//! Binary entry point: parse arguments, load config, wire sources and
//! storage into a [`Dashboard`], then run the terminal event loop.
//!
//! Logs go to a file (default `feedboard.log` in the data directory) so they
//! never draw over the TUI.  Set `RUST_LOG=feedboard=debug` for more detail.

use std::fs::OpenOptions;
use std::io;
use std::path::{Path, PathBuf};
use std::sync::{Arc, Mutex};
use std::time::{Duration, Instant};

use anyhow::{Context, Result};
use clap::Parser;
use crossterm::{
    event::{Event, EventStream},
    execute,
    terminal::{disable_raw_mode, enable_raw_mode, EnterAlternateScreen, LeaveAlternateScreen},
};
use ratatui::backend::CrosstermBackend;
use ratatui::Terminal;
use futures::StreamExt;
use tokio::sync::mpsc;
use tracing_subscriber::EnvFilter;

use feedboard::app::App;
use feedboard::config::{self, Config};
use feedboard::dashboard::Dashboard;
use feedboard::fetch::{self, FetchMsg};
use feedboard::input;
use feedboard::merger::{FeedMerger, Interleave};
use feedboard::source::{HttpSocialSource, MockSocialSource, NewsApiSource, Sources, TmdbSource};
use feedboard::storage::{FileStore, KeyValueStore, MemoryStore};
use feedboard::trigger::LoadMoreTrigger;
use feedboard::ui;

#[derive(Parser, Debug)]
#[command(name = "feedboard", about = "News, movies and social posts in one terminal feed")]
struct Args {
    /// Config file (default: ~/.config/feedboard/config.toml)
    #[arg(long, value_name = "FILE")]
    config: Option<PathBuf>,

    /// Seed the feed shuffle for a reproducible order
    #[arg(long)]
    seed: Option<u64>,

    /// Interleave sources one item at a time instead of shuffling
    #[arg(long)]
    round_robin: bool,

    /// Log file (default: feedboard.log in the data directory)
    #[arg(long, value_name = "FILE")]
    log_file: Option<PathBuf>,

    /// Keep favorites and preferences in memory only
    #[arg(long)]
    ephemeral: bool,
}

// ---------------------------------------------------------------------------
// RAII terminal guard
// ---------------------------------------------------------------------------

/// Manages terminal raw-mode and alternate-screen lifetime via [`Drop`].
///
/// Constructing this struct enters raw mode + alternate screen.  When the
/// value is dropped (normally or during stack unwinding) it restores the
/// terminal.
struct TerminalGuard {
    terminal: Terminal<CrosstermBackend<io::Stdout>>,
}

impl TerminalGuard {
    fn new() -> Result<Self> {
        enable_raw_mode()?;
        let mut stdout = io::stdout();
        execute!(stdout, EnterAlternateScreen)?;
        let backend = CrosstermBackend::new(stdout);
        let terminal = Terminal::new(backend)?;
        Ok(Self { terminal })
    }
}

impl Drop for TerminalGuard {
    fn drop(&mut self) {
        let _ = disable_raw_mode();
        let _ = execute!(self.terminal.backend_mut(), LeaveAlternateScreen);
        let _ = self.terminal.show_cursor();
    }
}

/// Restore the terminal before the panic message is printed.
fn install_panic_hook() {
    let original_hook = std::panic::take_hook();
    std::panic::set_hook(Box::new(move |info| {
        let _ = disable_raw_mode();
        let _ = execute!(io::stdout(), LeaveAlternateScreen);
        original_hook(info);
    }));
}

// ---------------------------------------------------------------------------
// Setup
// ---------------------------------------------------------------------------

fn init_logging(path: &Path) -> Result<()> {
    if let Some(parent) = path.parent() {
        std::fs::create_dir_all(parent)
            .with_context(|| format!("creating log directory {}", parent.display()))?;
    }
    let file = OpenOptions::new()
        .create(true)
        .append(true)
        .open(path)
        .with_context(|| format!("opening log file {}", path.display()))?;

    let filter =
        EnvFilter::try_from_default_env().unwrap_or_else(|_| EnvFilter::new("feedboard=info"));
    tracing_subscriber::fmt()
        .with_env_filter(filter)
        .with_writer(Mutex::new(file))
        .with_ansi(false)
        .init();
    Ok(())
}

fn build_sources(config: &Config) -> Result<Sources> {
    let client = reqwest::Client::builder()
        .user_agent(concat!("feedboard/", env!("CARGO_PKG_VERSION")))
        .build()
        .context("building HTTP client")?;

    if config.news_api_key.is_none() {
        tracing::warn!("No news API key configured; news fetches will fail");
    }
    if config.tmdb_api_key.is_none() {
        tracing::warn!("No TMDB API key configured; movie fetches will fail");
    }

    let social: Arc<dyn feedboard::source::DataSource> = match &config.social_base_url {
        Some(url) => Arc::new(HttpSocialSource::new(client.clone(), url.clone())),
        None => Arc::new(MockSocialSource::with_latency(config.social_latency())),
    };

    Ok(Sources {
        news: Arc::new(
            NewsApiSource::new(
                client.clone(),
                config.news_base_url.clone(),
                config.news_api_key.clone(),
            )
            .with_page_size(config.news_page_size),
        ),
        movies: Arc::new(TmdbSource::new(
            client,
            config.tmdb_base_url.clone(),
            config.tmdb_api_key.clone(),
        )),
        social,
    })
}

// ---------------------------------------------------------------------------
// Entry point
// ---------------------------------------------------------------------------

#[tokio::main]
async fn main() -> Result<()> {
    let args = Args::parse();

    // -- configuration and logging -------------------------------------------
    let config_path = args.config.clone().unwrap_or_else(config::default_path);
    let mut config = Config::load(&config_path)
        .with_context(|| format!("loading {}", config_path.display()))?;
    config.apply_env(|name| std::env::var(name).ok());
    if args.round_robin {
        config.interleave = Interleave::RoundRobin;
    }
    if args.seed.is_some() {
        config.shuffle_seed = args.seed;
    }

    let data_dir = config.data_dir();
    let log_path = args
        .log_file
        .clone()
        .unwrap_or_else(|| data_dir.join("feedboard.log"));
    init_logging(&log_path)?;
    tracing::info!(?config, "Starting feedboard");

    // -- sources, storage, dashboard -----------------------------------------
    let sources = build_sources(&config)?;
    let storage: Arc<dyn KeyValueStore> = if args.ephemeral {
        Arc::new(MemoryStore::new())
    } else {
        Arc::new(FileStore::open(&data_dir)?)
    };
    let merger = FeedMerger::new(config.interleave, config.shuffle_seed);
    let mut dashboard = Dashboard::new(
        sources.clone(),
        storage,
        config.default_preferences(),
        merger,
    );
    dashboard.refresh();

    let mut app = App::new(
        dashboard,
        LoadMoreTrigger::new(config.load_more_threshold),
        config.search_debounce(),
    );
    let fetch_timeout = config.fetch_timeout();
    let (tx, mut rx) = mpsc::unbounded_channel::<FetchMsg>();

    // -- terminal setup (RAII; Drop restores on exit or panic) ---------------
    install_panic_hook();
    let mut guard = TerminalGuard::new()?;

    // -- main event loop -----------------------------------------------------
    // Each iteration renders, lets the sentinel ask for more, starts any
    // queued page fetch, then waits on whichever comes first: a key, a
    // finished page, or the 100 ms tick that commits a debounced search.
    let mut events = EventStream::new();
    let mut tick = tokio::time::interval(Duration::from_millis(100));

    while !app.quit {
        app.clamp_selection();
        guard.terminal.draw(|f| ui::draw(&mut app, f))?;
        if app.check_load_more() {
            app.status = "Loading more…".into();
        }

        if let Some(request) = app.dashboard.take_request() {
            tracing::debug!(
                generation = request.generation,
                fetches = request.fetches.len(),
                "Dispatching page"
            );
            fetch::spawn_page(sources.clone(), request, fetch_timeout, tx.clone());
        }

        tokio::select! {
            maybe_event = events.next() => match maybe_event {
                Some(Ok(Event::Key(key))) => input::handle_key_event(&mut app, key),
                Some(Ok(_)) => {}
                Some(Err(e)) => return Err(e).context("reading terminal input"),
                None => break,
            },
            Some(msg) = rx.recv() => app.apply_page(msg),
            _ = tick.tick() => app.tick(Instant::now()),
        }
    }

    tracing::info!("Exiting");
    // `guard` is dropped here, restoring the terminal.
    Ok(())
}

* * *

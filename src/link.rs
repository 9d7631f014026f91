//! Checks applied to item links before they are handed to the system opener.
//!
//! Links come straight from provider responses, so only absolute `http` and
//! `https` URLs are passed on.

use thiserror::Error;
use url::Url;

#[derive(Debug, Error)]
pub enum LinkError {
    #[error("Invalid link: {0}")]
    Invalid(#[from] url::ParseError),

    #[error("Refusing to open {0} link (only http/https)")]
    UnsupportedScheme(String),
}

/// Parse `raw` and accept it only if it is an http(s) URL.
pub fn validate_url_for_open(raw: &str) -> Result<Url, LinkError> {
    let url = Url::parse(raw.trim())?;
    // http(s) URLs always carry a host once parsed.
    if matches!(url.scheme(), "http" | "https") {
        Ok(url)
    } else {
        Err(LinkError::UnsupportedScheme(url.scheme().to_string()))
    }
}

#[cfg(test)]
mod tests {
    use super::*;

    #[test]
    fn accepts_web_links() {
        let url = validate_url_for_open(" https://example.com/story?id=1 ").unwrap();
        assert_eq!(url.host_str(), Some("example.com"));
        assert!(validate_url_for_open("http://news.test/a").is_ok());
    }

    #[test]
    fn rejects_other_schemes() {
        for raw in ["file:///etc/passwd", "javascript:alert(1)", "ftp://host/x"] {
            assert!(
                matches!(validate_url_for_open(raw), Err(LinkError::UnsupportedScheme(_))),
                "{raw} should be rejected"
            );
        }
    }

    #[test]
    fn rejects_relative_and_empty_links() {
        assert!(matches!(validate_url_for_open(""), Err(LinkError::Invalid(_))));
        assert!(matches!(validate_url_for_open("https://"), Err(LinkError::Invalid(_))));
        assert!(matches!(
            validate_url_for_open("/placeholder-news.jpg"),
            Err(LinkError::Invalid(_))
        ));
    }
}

* * *

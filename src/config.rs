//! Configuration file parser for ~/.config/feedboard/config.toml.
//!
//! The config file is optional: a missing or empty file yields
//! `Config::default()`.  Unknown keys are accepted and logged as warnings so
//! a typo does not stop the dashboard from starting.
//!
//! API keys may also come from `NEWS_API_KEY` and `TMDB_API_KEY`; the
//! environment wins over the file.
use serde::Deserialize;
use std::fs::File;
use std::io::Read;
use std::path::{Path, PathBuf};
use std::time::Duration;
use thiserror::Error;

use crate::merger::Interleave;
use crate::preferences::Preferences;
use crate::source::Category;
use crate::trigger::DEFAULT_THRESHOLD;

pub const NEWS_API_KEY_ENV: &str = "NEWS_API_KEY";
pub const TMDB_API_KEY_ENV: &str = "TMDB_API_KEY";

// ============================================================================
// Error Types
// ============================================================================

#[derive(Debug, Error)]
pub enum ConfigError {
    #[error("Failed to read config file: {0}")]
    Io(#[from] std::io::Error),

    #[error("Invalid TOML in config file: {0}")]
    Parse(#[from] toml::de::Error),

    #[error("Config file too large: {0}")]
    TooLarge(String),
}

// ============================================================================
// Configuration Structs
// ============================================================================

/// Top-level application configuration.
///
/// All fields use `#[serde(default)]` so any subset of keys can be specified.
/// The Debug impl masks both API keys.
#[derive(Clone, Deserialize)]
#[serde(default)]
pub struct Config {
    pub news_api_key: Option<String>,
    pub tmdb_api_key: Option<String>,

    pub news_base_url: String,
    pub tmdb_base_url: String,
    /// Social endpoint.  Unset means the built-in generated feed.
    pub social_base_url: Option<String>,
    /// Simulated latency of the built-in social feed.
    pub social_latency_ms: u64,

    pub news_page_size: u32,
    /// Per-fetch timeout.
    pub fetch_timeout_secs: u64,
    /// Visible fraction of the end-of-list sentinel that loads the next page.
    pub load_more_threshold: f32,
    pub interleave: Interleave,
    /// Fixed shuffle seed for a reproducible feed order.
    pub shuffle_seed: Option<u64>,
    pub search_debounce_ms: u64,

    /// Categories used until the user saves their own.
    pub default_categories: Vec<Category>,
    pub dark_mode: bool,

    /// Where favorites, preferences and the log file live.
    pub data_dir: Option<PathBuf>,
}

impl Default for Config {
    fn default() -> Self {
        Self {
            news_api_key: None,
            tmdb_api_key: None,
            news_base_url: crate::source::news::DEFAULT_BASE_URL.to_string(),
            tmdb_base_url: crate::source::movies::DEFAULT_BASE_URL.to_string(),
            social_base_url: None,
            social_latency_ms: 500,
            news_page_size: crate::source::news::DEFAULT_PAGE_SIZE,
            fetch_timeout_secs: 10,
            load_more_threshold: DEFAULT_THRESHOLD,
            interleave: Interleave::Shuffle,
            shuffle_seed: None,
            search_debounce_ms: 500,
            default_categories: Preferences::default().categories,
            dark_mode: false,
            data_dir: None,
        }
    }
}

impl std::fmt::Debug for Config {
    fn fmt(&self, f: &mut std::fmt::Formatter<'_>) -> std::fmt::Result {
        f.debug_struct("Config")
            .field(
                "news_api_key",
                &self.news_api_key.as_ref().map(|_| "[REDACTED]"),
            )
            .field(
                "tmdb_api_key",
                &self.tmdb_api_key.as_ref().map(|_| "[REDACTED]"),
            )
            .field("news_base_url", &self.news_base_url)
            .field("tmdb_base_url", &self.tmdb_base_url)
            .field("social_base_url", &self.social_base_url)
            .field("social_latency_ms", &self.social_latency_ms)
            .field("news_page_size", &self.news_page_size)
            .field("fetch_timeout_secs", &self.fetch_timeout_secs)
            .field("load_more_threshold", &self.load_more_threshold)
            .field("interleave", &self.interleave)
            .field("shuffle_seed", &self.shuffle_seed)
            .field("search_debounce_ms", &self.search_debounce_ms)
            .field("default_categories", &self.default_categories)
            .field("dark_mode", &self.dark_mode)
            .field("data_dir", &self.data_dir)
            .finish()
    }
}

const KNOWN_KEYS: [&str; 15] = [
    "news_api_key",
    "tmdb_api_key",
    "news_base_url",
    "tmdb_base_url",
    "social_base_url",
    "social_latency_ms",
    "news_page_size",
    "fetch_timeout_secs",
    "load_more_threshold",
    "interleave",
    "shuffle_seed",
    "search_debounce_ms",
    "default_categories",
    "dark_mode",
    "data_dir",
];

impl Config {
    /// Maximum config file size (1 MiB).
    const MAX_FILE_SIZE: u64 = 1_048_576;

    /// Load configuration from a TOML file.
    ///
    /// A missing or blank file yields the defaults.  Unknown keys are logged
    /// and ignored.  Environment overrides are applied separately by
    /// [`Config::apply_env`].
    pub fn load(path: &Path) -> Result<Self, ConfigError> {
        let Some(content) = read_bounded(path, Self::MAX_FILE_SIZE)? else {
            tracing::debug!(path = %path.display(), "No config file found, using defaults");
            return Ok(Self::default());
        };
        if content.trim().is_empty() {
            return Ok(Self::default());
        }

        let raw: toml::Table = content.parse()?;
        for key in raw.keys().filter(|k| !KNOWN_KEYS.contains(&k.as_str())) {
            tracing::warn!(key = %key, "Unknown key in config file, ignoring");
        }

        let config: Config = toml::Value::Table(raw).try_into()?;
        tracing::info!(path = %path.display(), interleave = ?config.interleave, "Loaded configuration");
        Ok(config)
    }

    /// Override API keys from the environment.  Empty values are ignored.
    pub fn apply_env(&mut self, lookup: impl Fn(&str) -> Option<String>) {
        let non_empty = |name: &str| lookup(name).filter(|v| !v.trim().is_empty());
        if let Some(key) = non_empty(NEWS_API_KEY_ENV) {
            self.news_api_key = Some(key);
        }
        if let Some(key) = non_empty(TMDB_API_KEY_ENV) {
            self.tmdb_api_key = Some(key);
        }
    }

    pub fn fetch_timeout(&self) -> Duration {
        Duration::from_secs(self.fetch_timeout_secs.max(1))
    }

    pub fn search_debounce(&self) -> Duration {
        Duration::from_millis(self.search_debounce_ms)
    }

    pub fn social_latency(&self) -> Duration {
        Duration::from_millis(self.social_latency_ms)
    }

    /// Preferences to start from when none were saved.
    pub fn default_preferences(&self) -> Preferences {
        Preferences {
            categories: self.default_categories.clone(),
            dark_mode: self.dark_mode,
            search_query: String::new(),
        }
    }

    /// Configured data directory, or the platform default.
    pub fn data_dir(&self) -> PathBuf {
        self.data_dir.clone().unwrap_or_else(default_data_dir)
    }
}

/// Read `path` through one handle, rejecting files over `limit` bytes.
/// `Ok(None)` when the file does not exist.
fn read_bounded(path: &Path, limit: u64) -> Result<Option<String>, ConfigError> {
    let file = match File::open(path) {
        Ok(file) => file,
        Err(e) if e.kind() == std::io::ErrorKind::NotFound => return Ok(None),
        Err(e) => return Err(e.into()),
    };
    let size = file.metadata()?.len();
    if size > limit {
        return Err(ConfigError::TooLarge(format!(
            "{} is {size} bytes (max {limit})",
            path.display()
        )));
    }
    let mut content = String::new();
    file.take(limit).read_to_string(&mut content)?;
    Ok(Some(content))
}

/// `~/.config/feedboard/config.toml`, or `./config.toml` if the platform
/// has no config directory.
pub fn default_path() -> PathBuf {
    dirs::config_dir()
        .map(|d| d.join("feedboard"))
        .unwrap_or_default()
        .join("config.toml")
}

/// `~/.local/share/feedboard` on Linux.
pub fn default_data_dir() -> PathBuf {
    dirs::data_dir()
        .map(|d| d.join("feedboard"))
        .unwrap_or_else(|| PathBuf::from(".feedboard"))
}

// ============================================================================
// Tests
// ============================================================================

EXERCISE — Taking each line of the material above in turn, count those containing the string "join". State the number alone.

FINAL ANSWER — 4